The Ayrshire Football League is a defunct soccer league in Scotland.

==Original competition==

The League was formed in time for the 1891–92 season, by ten clubs which were members of both the Scottish Football Association and the Ayrshire Football Association. The annual fee for playing in the competition was £1, although two clubs would be selected at each season's end to play a friendly match, the crowd proceeds being added to the League's fund. The bottom three in each year had to apply for re-election, and a play-off would decide the title if clubs were level on points at the top of the table; gate money was shared, with visiting clubs guaranteed £2 10s.

By 1893 the Ayrshire Football League had increased to 16 clubs. With the players still mostly amateur, the volume of fixtures was proving too much, and 7 clubs left the League to form the Ayrshire Football Combination, one of the sides leaving being the double champion Annbank.

As a result, the League lost most of its lustre. With the Ayrshire Cup being played on a 2 leg basis, the competition was cut down to 6 clubs in 1894–95, with the visiting guarantee rule scrapped, but one of the clubs leaving - to join the Combination, which was growing from 6 to 8 - was the champion Saltcoats Victoria. The last champion of the original incarnation was Dalry, which had only finished 7th from 9 the previous season. Dalry's final match, on 18 May 1895, was at home to Galston, with Dalry needing a point to win the title, and Galston needing a win to force a three-way play-off; Beith had completed its fixtures but started the day at the top of the table. Dalry however stormed to the title with an 8–2 win.

==Intermittent revivals==

An Ayrshire League was played between the three leading senior sides in the county (Kilmarnock, Ayr, and Ayr Parkhouse) in 1896–97, won by Kilmarnock.

In December 1900, four clubs (Galston, Beith, Ayr Parkhouse, and Maybole), tried another revival, but Galston withdrew before playing, and the league was never finished; the last played match, a Maybole win over Beith in a game of "the roughest description", left both sides on 4 points, with Parkhouse pointless. The following season, the same four clubs were joined by Stevenston Thistle, but again not all fixtures were played. Maybole claimed the title thanks in part to an agreement with Beith that the game between the two clubs counted as two fixtures, so 4 points were on offer for the winner, and Maybole romped home 6–0.
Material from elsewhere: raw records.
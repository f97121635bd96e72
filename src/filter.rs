//! The `-vf` filter graph applied to every extracted frame.

use std::fmt::{Display, Formatter, Result as FmtResult};

use crate::probe::ProbeResult;

/// Scales anamorphic sources so that displayed pixels are square.
pub const ANAMORPHIC_CORRECTION: &str = "scale='max(sar,1)*iw':'max(1/sar,1)*ih'";

/// Tone maps PQ material to 8-bit BT.709 4:2:0.
///
/// Linearise at a 100 nit peak, work in planar float RGB, apply Hable with
/// desaturation off, then return to the BT.709 transfer and matrix in
/// limited range.
pub const HDR_TONEMAP_CHAIN: &str = "zscale=t=linear:npl=100,format=gbrpf32le,zscale=p=bt709,tonemap=tonemap=hable:desat=0,zscale=t=bt709:m=bt709:r=tv,format=yuv420p";

/// A built filter graph.
///
/// Built once after probing and reused unchanged for every attempt.
///
/// # Example
///
/// ```
/// use stillpick::{FilterGraph, ProbeResult};
///
/// let probe = ProbeResult { duration_seconds: Some(60), is_hdr: true };
/// let graph = FilterGraph::for_probe(&probe);
/// assert!(graph.is_tone_mapped());
/// assert!(graph.as_str().starts_with("scale="));
/// ```
#[derive(Debug, Clone, PartialEq, Eq)]
pub struct FilterGraph {
    graph: String,
    tone_mapped: bool,
}

impl FilterGraph {
    /// Build the graph, appending the tone-mapping chain when `hdr` is set.
    pub fn new(hdr: bool) -> Self {
        let mut graph = String::from(ANAMORPHIC_CORRECTION);
        if hdr {
            graph.push(',');
            graph.push_str(HDR_TONEMAP_CHAIN);
        }
        Self {
            graph,
            tone_mapped: hdr,
        }
    }

    /// Build the graph for what a probe found.
    pub fn for_probe(probe: &ProbeResult) -> Self {
        Self::new(probe.is_hdr)
    }

    /// The graph as passed to `-vf`.
    pub fn as_str(&self) -> &str {
        &self.graph
    }

    /// Returns `true` if the graph includes the HDR tone-mapping chain.
    pub fn is_tone_mapped(&self) -> bool {
        self.tone_mapped
    }
}

impl Display for FilterGraph {
    fn fmt(&self, f: &mut Formatter<'_>) -> FmtResult {
        f.write_str(&self.graph)
    }
}

#[cfg(test)]
mod tests {
    use super::*;

    #[test]
    fn sdr_graph_is_only_aspect_correction() {
        let graph = FilterGraph::new(false);
        assert_eq!(graph.as_str(), ANAMORPHIC_CORRECTION);
        assert!(!graph.as_str().contains("tonemap"));
        assert!(!graph.is_tone_mapped());
    }

    #[test]
    fn hdr_graph_appends_chain_after_correction() {
        let graph = FilterGraph::new(true);
        assert_eq!(
            graph.as_str(),
            format!("{ANAMORPHIC_CORRECTION},{HDR_TONEMAP_CHAIN}")
        );
        let correction = graph.as_str().find("scale='max(sar,1)").unwrap();
        let tonemap = graph.as_str().find("tonemap=hable").unwrap();
        assert!(correction < tonemap);
    }

    #[test]
    fn tonemap_chain_fixes_peak_and_desaturation() {
        assert!(HDR_TONEMAP_CHAIN.contains("npl=100"));
        assert!(HDR_TONEMAP_CHAIN.contains("desat=0"));
        assert!(HDR_TONEMAP_CHAIN.ends_with("format=yuv420p"));
    }
}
The final attempt at an Ayrshire League was proposed in February 1909 from the county's members of the Scottish Football League, and was decided by a play-off between the top two clubs in the table. The first two finals saw Kilmarnock beat Ayr, but in the final competition, the newly-created Ayr United - despite being 2 points behind Kilmarnock in the 3-team table - beat Kilmarnock 1–0 at Somerset Park, albeit aided by Kilmarnock's centre-forward Cunningham breaking his collarbone after half-an-hour.

==Champions==

- 1891–92 Annbank
- 1892–93 Annbank
- 1893–94 Saltcoats Victoria
- 1894–95 Dalry
- 1896–97 Kilmarnock
- 1900–01 unfinished
- 1901–02 Maybole
- 1908–09 Kilmarnock
- 1909–10 Kilmarnock
- 1910–11 Ayr United

==Membership==

- Annbank 1891–93
- Ayr 1896–97, 1908–10
- Ayr Parkhouse 1891–93, 1896–97, 1900–02, 1908–10
- Ayr United 1910–11
- Beith 1891–95, 1900–02
- Dalry 1893–95
- Galston 1891–95, 1900–02, 1908–11
- Hurlford 1892–93
- Irvine 1891–95
- Kilbirnie 1892–93, 1894–95
- Kilmarnock 1896–97, 1908–11
- Kilmarnock Athletic 1892–94
- Kilwinning Eglinton 1893–95
- Kilwinning Monkcastle 1891–94
- Mauchline 1891–92
- Maybole 1900–02
- Newmilns 1891–94
- Saltcoats Victoria 1891–94
- Stevenston Thistle 1891–93, 1901–02

==See also==
- Scottish Football (Defunct Leagues)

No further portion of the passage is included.